Repeat the listing that follows without a single change.

## The input:
****************
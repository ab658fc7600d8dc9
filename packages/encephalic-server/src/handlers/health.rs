use axum::{extract::State, http::StatusCode, Json};
use chrono::{DateTime, Utc};
use serde::{Deserialize, Serialize};
use std::sync::Arc;

use crate::loader::LoaderStatus;
use crate::state::AppState;

/// Health check response
#[derive(Debug, Serialize)]
pub struct HealthResponse {
    pub status: String,
    pub service: String,
    pub version: String,
    pub data_loaded: bool,
    pub loader_state: LoaderStatus,
    pub loaded_at: Option<DateTime<Utc>>,
    pub uptime_seconds: u64,
}

/// Health check endpoint; reports loader progress but never fails
pub async fn health_check(State(state): State<Arc<AppState>>) -> (StatusCode, Json<HealthResponse>) {
    let loader_state = state.loader.status();
    let response = HealthResponse {
        status: "healthy".to_string(),
        service: "encephalic-eeg-api".to_string(),
        version: env!("CARGO_PKG_VERSION").to_string(),
        data_loaded: loader_state == LoaderStatus::Ready,
        loader_state,
        loaded_at: state.loader.loaded_at(),
        uptime_seconds: state.uptime_seconds(),
    };

    (StatusCode::OK, Json(response))
}

#[derive(Debug, Serialize, Deserialize)]
pub struct NotFoundResponse {
    pub error: String,
}

pub async fn handle_404() -> (StatusCode, Json<NotFoundResponse>) {
    tracing::warn!("404 - Endpoint not found");
    (
        StatusCode::NOT_FOUND,
        Json(NotFoundResponse {
            error: "Endpoint not found".to_string(),
        }),
    )
}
****************
## Exercise result:
repository ab658fc7600d8dc9
filename packages/encephalic-server/src/handlers/health.rs
use axum::{extract::State, http::StatusCode, Json};
use chrono::{DateTime, Utc};
use serde::{Deserialize, Serialize};
use std::sync::Arc;

use crate::loader::LoaderStatus;
use crate::state::AppState;

/// Health check response
#[derive(Debug, Serialize)]
pub struct HealthResponse {
    pub status: String,
    pub service: String,
    pub version: String,
    pub data_loaded: bool,
    pub loader_state: LoaderStatus,
    pub loaded_at: Option<DateTime<Utc>>,
    pub uptime_seconds: u64,
}

/// Health check endpoint; reports loader progress but never fails
pub async fn health_check(State(state): State<Arc<AppState>>) -> (StatusCode, Json<HealthResponse>) {
    let loader_state = state.loader.status();
    let response = HealthResponse {
        status: "healthy".to_string(),
        service: "encephalic-eeg-api".to_string(),
        version: env!("CARGO_PKG_VERSION").to_string(),
        data_loaded: loader_state == LoaderStatus::Ready,
        loader_state,
        loaded_at: state.loader.loaded_at(),
        uptime_seconds: state.uptime_seconds(),
    };

    (StatusCode::OK, Json(response))
}

#[derive(Debug, Serialize, Deserialize)]
pub struct NotFoundResponse {
    pub error: String,
}

pub async fn handle_404() -> (StatusCode, Json<NotFoundResponse>) {
    tracing::warn!("404 - Endpoint not found");
    (
        StatusCode::NOT_FOUND,
        Json(NotFoundResponse {
            error: "Endpoint not found".to_string(),
        }),
    )
}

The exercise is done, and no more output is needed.